***** Supplied material *****

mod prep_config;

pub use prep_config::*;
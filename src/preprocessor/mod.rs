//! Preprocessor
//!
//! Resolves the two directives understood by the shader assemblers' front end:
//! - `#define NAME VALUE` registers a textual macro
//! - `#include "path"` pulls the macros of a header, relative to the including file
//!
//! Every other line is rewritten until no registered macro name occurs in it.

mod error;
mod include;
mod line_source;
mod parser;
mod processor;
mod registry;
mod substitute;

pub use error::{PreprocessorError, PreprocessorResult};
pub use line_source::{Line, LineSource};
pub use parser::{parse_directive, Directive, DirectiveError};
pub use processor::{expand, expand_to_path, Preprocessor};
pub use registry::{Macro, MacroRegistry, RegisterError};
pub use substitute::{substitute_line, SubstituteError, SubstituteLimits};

*****

The response has to match the records above word for word.

## Response below
mod prep_config;

pub use prep_config::*;
filename src/preprocessor/mod.rs
//! Preprocessor
//!
//! Resolves the two directives understood by the shader assemblers' front end:
//! - `#define NAME VALUE` registers a textual macro
//! - `#include "path"` pulls the macros of a header, relative to the including file
//!
//! Every other line is rewritten until no registered macro name occurs in it.

mod error;
mod include;
mod line_source;
mod parser;
mod processor;
mod registry;
mod substitute;

pub use error::{PreprocessorError, PreprocessorResult};
pub use line_source::{Line, LineSource};
pub use parser::{parse_directive, Directive, DirectiveError};
pub use processor::{expand, expand_to_path, Preprocessor};
pub use registry::{Macro, MacroRegistry, RegisterError};
pub use substitute::{substitute_line, SubstituteError, SubstituteLimits};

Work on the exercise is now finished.